Chimeric antigen receptor (CAR) T cell therapy is a novel form of cellular immunotherapy in which the antigen specificity of T cells is redirected using synthetic receptors. CD19-CAR T cells have achieved complete responses in up to 90% of patients with acute lymphoblastic leukemia. However, many malignancies do not possess a single, highly expressed tumor-associated antigen (TAA) such as CD19. Furthermore, CD19-negative relapses have been frequently encountered following CD19-CAR T cell therapy, suggesting that multi-antigen- targeting approaches will be needed to reduce relapse. Acute myeloid leukemia (AML) is the most common acute leukemia in adults and the majority of patients will die from their disease. We and others are evaluating CAR T cells to treat AML. However, AML exhibits heterogeneous expression of TAAs and many of these TAAs are expressed on hematopoietic progenitor cells (HPCs), increasing the risk of antigen-negative AML immune escape and bone marrow toxicity following AML-targeting CAR T cell therapy, respectively. Additionally, AML employs many active immune-suppressive strategies that may inhibit CAR T cells. To overcome these challenges, I have recently developed a novel viral co-transduction and sorting system to allow generation and purification of T cells with multiple transgenes such as multiple CARs, immune- stimulating molecules, safety switches, and secreted cytokines. Preliminary data suggest that multi-functional CAR T cells can be engineered to overcome antigen-negative leukemia escape and immune suppression mechanisms. I hypothesize that this novel sorting system can be used to engineer T cells to overcome AML TAA heterogeneity and immune suppressive strategies.
Aim 1 will investigate CAR T cells simultaneously targeting a set of AML TAAs and predicted to avoid toxicity to HPCs. CAR T cells engineered to overcome AML- induced immune suppression will also be evaluated.

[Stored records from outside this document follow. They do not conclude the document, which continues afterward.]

//! Turns detections into a pass/fail verdict against the expected bill of
//! materials.

use std::{collections::BTreeMap, fmt, fs, path::Path, str::FromStr};

use clap::ValueEnum;
use detector::Detection;
use serde::{Deserialize, Serialize};
use thiserror::Error;

use crate::data::InferenceResult;

/// How observed counts are compared with the expected ones.
#[derive(Clone, Copy, Debug, PartialEq, Eq, Serialize, Deserialize, ValueEnum)]
#[serde(rename_all = "snake_case")]
pub enum CompositionMode {
    /// Each expected part must be present, and no more often than its
    /// expected count (normally 1). A duplicate is a defect of its own.
    Presence,
    /// Each expected part must appear exactly its expected number of times.
    ExactCount,
}

impl CompositionMode {
    fn accepts(self, observed: u32, expected: u32) -> bool {
        match self {
            CompositionMode::Presence => observed >= 1 && observed <= expected,
            CompositionMode::ExactCount => observed == expected,
        }
    }
}

#[derive(Debug, Error)]
pub enum CompositionError {
    #[error("expected composition lists no parts")]
    Empty,
    #[error("expected count for {0:?} must be at least 1")]
    ZeroCount(String),
    #[error("invalid part spec {0:?}, expected LABEL or LABEL=COUNT")]
    InvalidPart(String),
    #[error("failed to read composition file {path}: {message}")]
    File { path: String, message: String },
}

/// Expected bill of materials. Loaded once, immutable afterwards.
#[derive(Clone, Debug, PartialEq, Eq, Serialize, Deserialize)]
pub struct ExpectedComposition {
    mode: CompositionMode,
    parts: BTreeMap<String, u32>,
}

impl ExpectedComposition {
    pub fn new<I, S>(mode: CompositionMode, parts: I) -> Result<Self, CompositionError>
    where
        I: IntoIterator<Item = (S, u32)>,
        S: Into<String>,
    {
        let composition = Self {
            mode,
            parts: parts
                .into_iter()
                .map(|(label, count)| (label.into(), count))
                .collect(),
        };
        composition.validate()?;
        Ok(composition)
    }

    /// Build from `LABEL` / `LABEL=COUNT` specs. A bare label counts as 1.
    pub fn from_specs(mode: CompositionMode, specs: &[PartSpec]) -> Result<Self, CompositionError> {
        Self::new(
            mode,
            specs.iter().map(|spec| (spec.label.clone(), spec.count)),
        )
    }

    /// Load `{ "mode": "presence", "parts": { "USB": 1 } }` from disk.
    pub fn from_json_file(path: &Path) -> Result<Self, CompositionError> {
        let file_error = |message: String| CompositionError::File {
            path: path.display().to_string(),
            message,
        };
        let raw = fs::read_to_string(path).map_err(|err| file_error(err.to_string()))?;
        let composition: Self =
            serde_json::from_str(&raw).map_err(|err| file_error(err.to_string()))?;
        composition.validate()?;
        Ok(composition)
    }

    fn validate(&self) -> Result<(), CompositionError> {
        if self.parts.is_empty() {
            return Err(CompositionError::Empty);
        }
        if let Some((label, _)) = self.parts.iter().find(|(_, count)| **count == 0) {
            return Err(CompositionError::ZeroCount(label.clone()));
        }
        Ok(())
    }

    pub fn mode(&self) -> CompositionMode {
        self.mode
    }

    pub fn parts(&self) -> &BTreeMap<String, u32> {
        &self.parts
    }
}

impl fmt::Display for ExpectedComposition {
    fn fmt(&self, f: &mut fmt::Formatter<'_>) -> fmt::Result {
        let parts = self
            .parts
            .iter()
            .map(|(label, count)| format!("{label}={count}"))
            .collect::<Vec<_>>()
            .join(", ");
        write!(f, "{:?} [{parts}]", self.mode)
    }
}

/// `LABEL` or `LABEL=COUNT` as given on the command line.
#[derive(Clone, Debug, PartialEq, Eq)]
pub struct PartSpec {
    pub label: String,
    pub count: u32,
}

impl FromStr for PartSpec {
    type Err = CompositionError;

    fn from_str(s: &str) -> Result<Self, Self::Err> {
        let invalid = || CompositionError::InvalidPart(s.to_string());
        let (label, count) = match s.rsplit_once('=') {
            Some((label, count)) => (label, count.trim().parse().map_err(|_| invalid())?),
            None => (s, 1),
        };
        let label = label.trim();
        if label.is_empty() {
            return Err(invalid());
        }
        Ok(Self {
            label: label.to_string(),
            count,
        })
    }
}

#[derive(Clone, Copy, Debug, PartialEq, Eq, Serialize)]
#[serde(rename_all = "SCREAMING_SNAKE_CASE")]
pub enum VerdictStatus {
    Compliant,
    Defective,
    /// Nothing was detected: the inspection itself failed, not the product.
    NoDetection,
}

impl VerdictStatus {
    pub fn label(self) -> &'static str {
        match self {
            VerdictStatus::Compliant => "compliant",
            VerdictStatus::Defective => "defective",
            VerdictStatus::NoDetection => "no_detection",
        }
    }
}

/// Outcome of inspecting one product.
#[derive(Clone, Debug, PartialEq, Serialize)]
pub struct ComplianceVerdict {
    pub status: VerdictStatus,
    /// Detections per label, including labels that are not expected.
    pub observed_counts: BTreeMap<String, u32>,
    /// Expected labels whose count is wrong, in label order.
    pub missing_or_excess: Vec<String>,
    /// Detections rescaled to source-image coordinates.
    pub detections: Vec<Detection>,
}

/// Judge one inference result against the expected composition.
///
/// Pure: the verdict depends only on the arguments. Labels the composition
/// does not mention are counted but never affect the status.
pub fn decide(result: &InferenceResult, expected: &ExpectedComposition) -> ComplianceVerdict {
    let mut observed_counts = BTreeMap::new();
    for detection in &result.detections {
        *observed_counts.entry(detection.label.clone()).or_insert(0) += 1;
    }

    let scale = result.source_scale();
    let detections = result
        .detections
        .iter()
        .map(|detection| detection.rescaled(scale))
        .collect();

    if result.detections.is_empty() {
        return ComplianceVerdict {
            status: VerdictStatus::NoDetection,
            observed_counts,
            missing_or_excess: Vec::new(),
            detections,
        };
    }

    let missing_or_excess: Vec<String> = expected
        .parts
        .iter()
        .filter(|(label, expected_count)| {
            let observed = observed_counts.get(*label).copied().unwrap_or(0);
            !expected.mode.accepts(observed, **expected_count)
        })
        .map(|(label, _)| label.clone())
        .collect();

    let status = if missing_or_excess.is_empty() {
        VerdictStatus::Compliant
    } else {
        VerdictStatus::Defective
    };

    ComplianceVerdict {
        status,
        observed_counts,
        missing_or_excess,
        detections,
    }
}

#[cfg(test)]
mod tests {
    use detector::{BBox, DetectionBatch};
    use video_ingest::{Frame, FrameFormat};

    use super::*;

    fn result_with(labels: &[&str]) -> InferenceResult {
        let frame = Frame::new(vec![0; 1400 * 700 * 3], 1400, 700, FrameFormat::Bgr8).unwrap();
        let detections = labels
            .iter()
            .map(|label| Detection {
                label: label.to_string(),
                bbox: BBox::new(10.0, 20.0, 110.0, 220.0),
                confidence: 0.9,
            })
            .collect();
        InferenceResult::from_batch(
            1,
            frame,
            DetectionBatch {
                detections,
                input_size: (700, 700),
            },
        )
    }

    fn pico_presence() -> ExpectedComposition {
        ExpectedComposition::new(
            CompositionMode::Presence,
            [("USB", 1), ("OSCILLATOR", 1), ("CHIPSET", 1), ("BOOTSEL", 1)],
        )
        .unwrap()
    }

    #[test]
    fn complete_board_is_compliant() {
        let verdict = decide(
            &result_with(&["USB", "OSCILLATOR", "CHIPSET", "BOOTSEL"]),
            &pico_presence(),
        );
        assert_eq!(verdict.status, VerdictStatus::Compliant);
        assert!(verdict.missing_or_excess.is_empty());
        assert_eq!(verdict.observed_counts["USB"], 1);
    }

    #[test]
    fn duplicate_part_is_defective_in_presence_mode() {
        let verdict = decide(
            &result_with(&["USB", "USB", "OSCILLATOR", "CHIPSET", "BOOTSEL"]),
            &pico_presence(),
        );
        assert_eq!(verdict.status, VerdictStatus::Defective);
        assert_eq!(verdict.missing_or_excess, vec!["USB".to_string()]);
        assert_eq!(verdict.observed_counts["USB"], 2);
    }

    #[test]
    fn missing_part_is_defective_in_presence_mode() {
        let verdict = decide(&result_with(&["USB", "CHIPSET", "BOOTSEL"]), &pico_presence());
        assert_eq!(verdict.status, VerdictStatus::Defective);
        assert_eq!(verdict.missing_or_excess, vec!["OSCILLATOR".to_string()]);
    }

    #[test]
    fn presence_mode_ignores_unexpected_labels() {
        let verdict = decide(
            &result_with(&["USB", "OSCILLATOR", "CHIPSET", "BOOTSEL", "HOLE", "HOLE"]),
            &pico_presence(),
        );
        assert_eq!(verdict.status, VerdictStatus::Compliant);
        assert_eq!(verdict.observed_counts["HOLE"], 2);
    }

    #[test]
    fn presence_mode_is_compliant_only_with_exactly_one_of_each() {
        let composition = pico_presence();
        let all = ["USB", "OSCILLATOR", "CHIPSET", "BOOTSEL"];
        // Every combination of 0..=2 copies of each part.
        for mask in 0..81u32 {
            let mut labels = Vec::new();
            let mut all_single = true;
            let mut code = mask;
            for label in all {
                let copies = code % 3;
                code /= 3;
                all_single &= copies == 1;
                for _ in 0..copies {
                    labels.push(label);
                }
            }
            if labels.is_empty() {
                continue;
            }
            let verdict = decide(&result_with(&labels), &composition);
            assert_eq!(
                verdict.status == VerdictStatus::Compliant,
                all_single,
                "labels {labels:?}"
            );
        }
    }

    #[test]
    fn exact_count_reports_observed_shortfall() {
        let composition = ExpectedComposition::new(CompositionMode::ExactCount, [("PART", 9)]).unwrap();
        let verdict = decide(&result_with(&["PART"; 8]), &composition);
        assert_eq!(verdict.status, VerdictStatus::Defective);
        assert_eq!(verdict.observed_counts["PART"], 8);
        assert_eq!(verdict.missing_or_excess, vec!["PART".to_string()]);

        let verdict = decide(&result_with(&["PART"; 9]), &composition);
        assert_eq!(verdict.status, VerdictStatus::Compliant);

        let verdict = decide(&result_with(&["PART"; 10]), &composition);
        assert_eq!(verdict.status, VerdictStatus::Defective);
    }

    #[test]
    fn empty_result_is_no_detection_in_every_mode() {
        let exact = ExpectedComposition::new(CompositionMode::ExactCount, [("PART", 9)]).unwrap();
        for composition in [pico_presence(), exact] {
            let verdict = decide(&result_with(&[]), &composition);
            assert_eq!(verdict.status, VerdictStatus::NoDetection);
            assert!(verdict.missing_or_excess.is_empty());
            assert!(verdict.observed_counts.is_empty());
        }
    }

    #[test]
    fn decide_is_repeatable() {
        let result = result_with(&["USB", "USB", "CHIPSET"]);
        let composition = pico_presence();
        assert_eq!(decide(&result, &composition), decide(&result, &composition));
    }

    #[test]
    fn detections_are_reported_in_source_coordinates() {
        let verdict = decide(&result_with(&["USB"]), &pico_presence());
        let bbox = verdict.detections[0].bbox;
        assert_eq!(bbox, BBox::new(20.0, 20.0, 220.0, 220.0));
    }

    #[test]
    fn part_specs_parse_with_default_count() {
        assert_eq!(
            "USB".parse::<PartSpec>().unwrap(),
            PartSpec {
                label: "USB".into(),
                count: 1
            }
        );
        assert_eq!(
            "RASPBERRY PICO=9".parse::<PartSpec>().unwrap(),
            PartSpec {
                label: "RASPBERRY PICO".into(),
                count: 9
            }
        );
        assert!("=3".parse::<PartSpec>().is_err());
        assert!("USB=many".parse::<PartSpec>().is_err());
    }

    #[test]
    fn composition_validation() {
        let empty: [(&str, u32); 0] = [];
        assert!(matches!(
            ExpectedComposition::new(CompositionMode::Presence, empty),
            Err(CompositionError::Empty)
        ));
        assert!(matches!(
            ExpectedComposition::new(CompositionMode::ExactCount, [("PART", 0)]),
            Err(CompositionError::ZeroCount(_))
        ));
    }

    #[test]
    fn composition_loads_from_json() {
        let dir = tempfile::tempdir().unwrap();
        let path = dir.path().join("board.json");
        fs::write(
            &path,
            r#"{"mode": "exact_count", "parts": {"RASPBERRY PICO": 9, "USB": 9}}"#,
        )
        .unwrap();
        let composition = ExpectedComposition::from_json_file(&path).unwrap();
        assert_eq!(composition.mode(), CompositionMode::ExactCount);
        assert_eq!(composition.parts()["RASPBERRY PICO"], 9);
    }
}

In Aim 2 the goal is to target a set of TAAs expressed by both AML and HPCs as part of a pre-transplant CAR T cell immunotherapy strategy. During the award period, the candidate will conduct research at Memorial Sloan Kettering Cancer Center under the mentorship of Dr. Marcel van den Brink and an Advisory Committee. He will obtain the critical skills he needs to become a tenure-track physician-scientist running his own academic laboratory developing synthetic biology approaches to improve cellular therapies and successfully competing for independent NIH funding. He will cultivate a detailed and comprehensive skill set for syngeneic, xenograft, and humanized mouse models of cellular immunotherapy, build upon an existing knowledge base of molecular construct design and cellular gene modification by mastering multiplexed CRISPR/Cas9 gene disruptions and site-specific gene integration, and develop proficiency in genomic analysis to better define T cell activation and exhaustion states and to identify novel targets for gene therapy.
Acute myeloid leukemia (AML) is the most common form of acute leukemia in adults and most patients will die from their disease. Chimeric antigen receptor (CAR) T cell therapy is a novel form of cellular immunotherapy that has demonstrated great success in acute lymphoblastic leukemia, but translation of CAR T cell therapy to AML is complicated by (1) heterogeneous target antigen expression in AML, (2) expression of some target antigens on normal bone marrow cells in addition to AML, and (3) active immune-suppressive strategies employed by AML. The goals of this project are to generate multi-antigen-specific CAR T cells to eliminate AML by mitigating escape of antigen-negative leukemia, to identify sets of AML target antigens that are either non- myelosuppressive when targeted or that are myeloablative and can facilitate donor hematopoietic cell engraftment, and to further engineer CAR T cells to overcome AML-induced immune suppression.